Media massa dan social media sedang ramai mengupas habis hal-hal yang berhubungan dengan pemilihan gubernur dan calon gubernur DKI Jakarta. Sebagai warga Jakarta, tak terkecuali, saya pun terus memantau berita tersebut, termasuk nama-nama yang kelak akan bertarung. Cukup memberi harapan ketika muncul tokoh-tokoh seperti Hidayat Nurwahid, Faisal Basri, dan Joko Widodo beserta pasangannya masing-masing. Dua nama lainnya, ah, sudah jauh-jauh hari saya coret.

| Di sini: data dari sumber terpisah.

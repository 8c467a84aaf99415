//! Foundation module - Shared domain primitives.
//!
//! Contains identifiers, timestamps, the event contract and the error
//! vocabulary shared by the analysis engine and the decision methods.

mod errors;
mod events;
mod ids;
mod timestamp;

pub use crate::domain_event;
pub use errors::{AnalysisError, ErrorCode};
pub use events::DomainEvent;
pub use ids::{EventId, SessionId};
pub use timestamp::Timestamp;
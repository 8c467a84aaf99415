//! Domain event contract.
//!
//! - `DomainEvent` - Trait that all domain events implement
//! - `domain_event!` - Macro to simplify DomainEvent implementations

use super::{EventId, Timestamp};

/// Trait that all domain events must implement.
///
/// Provides identification, routing and ordering for events emitted by
/// the engine. Use the `domain_event!` macro to implement it.
pub trait DomainEvent: Send + Sync {
    /// Returns the event type string (e.g., "analysis.ranking_computed").
    fn event_type(&self) -> &'static str;

    /// Returns the schema version number.
    fn schema_version(&self) -> u32;

    /// Returns the ID of the aggregate that emitted this event.
    fn aggregate_id(&self) -> String;

    /// Returns when the event occurred.
    fn occurred_at(&self) -> Timestamp;

    /// Returns the unique ID for this event instance.
    fn event_id(&self) -> EventId;
}

/// Macro to implement DomainEvent with minimal boilerplate.
///
/// # Example
///
/// ```ignore
/// domain_event!(
///     RankingComputed,
///     event_type = "analysis.ranking_computed",
///     schema_version = 1,
///     aggregate_id = session_id,
///     occurred_at = computed_at,
///     event_id = event_id
/// );
/// ```
#[macro_export]
macro_rules! domain_event {
    (
        $event_name:ident,
        event_type = $event_type:expr,
        schema_version = $schema_version:expr,
        aggregate_id = $agg_id_field:ident,
        occurred_at = $occurred_field:ident,
        event_id = $event_id_field:ident
    ) => {
        impl $crate::domain::foundation::DomainEvent for $event_name {
            fn event_type(&self) -> &'static str {
                $event_type
            }

            fn schema_version(&self) -> u32 {
                $schema_version
            }

            fn aggregate_id(&self) -> String {
                self.$agg_id_field.to_string()
            }

            fn occurred_at(&self) -> $crate::domain::foundation::Timestamp {
                self.$occurred_field
            }

            fn event_id(&self) -> $crate::domain::foundation::EventId {
                self.$event_id_field
            }
        }
    };
}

Saya galau. Dari ketiga cagub yang saya sebut di atas, justeru duet Jokowi-Ahok-lah yang diam-diam paling saya kagumi. Saya membayangkan sejuta masalah yang dimiliki ibukota ini, satu per satu bisa teratasi. Tak harus semua, minimal perihal kemacetan dan moda transportasi massal. Tapi inilah yang membuat saya galau: Jokowi sesumbar akan mensukseskan Esemka di Jakarta.


Lalu saya berpikir, mungkin sebaiknya jangan pilih Jokowi jadi Gubernur DKI Jakarta jika dalam kampanye ia berkoar soal Asemka. Mengapa?

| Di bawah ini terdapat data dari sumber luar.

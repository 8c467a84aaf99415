//! Priority Deriver - Turns a pairwise comparison matrix into a weight vector.
//!
//! Three strategies share one contract (`matrix -> WeightVector`):
//!
//! - `Eigenvector`: principal eigenvector of the matrix (reference method)
//! - `PowerIteration`: repeated `w <- normalize(M·w)` from the uniform vector
//! - `ColumnAverage`: normalize columns to sum 1, then average each row
//!
//! All three agree on perfectly consistent matrices. On inconsistent
//! matrices they can diverge slightly, so callers that need agreement with
//! the AHP literature should keep the default `Eigenvector`.

use nalgebra::{DMatrix, Schur, SVD};
use serde::{Deserialize, Serialize};
use tracing::{debug, warn};

use super::PairwiseMatrix;
use crate::domain::foundation::AnalysisError;

/// Default L1 convergence tolerance for power iteration.
pub const DEFAULT_POWER_TOLERANCE: f64 = 1e-4;

/// Default iteration cap for power iteration.
pub const DEFAULT_POWER_MAX_ITERATIONS: usize = 100;

/// Iteration cap for the Schur and SVD decompositions.
const DECOMPOSITION_MAX_ITERATIONS: usize = 10_000;

/// Components this close below zero are rounding noise and clamp to zero.
const NEGATIVE_NOISE: f64 = 1e-12;

/// A normalized priority vector: non-negative entries summing to 1.
#[derive(Debug, Clone, PartialEq, Serialize, Deserialize)]
#[serde(transparent)]
pub struct WeightVector(Vec<f64>);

(1) Harga Esemka dibandrol tak lebih dari seratus juta rupiah. Jika mobil ini dipasarkan massal di Jakarta, mungkin akan menarik banyak pembeli. Bayangkan berapa banyak lagi mobil yang akan memadati jalan-jalan di Jakarta? Harapan banyak warga agar pemimpin baru bisa mengatasi kemacetan malah akan buyar dengan kepentingan Jokowi untuk membesarkan industri anak sekolahan ini. Bukan saya tak bangga dengan karya anak SMK, tapi pertimbangkan dampaknya.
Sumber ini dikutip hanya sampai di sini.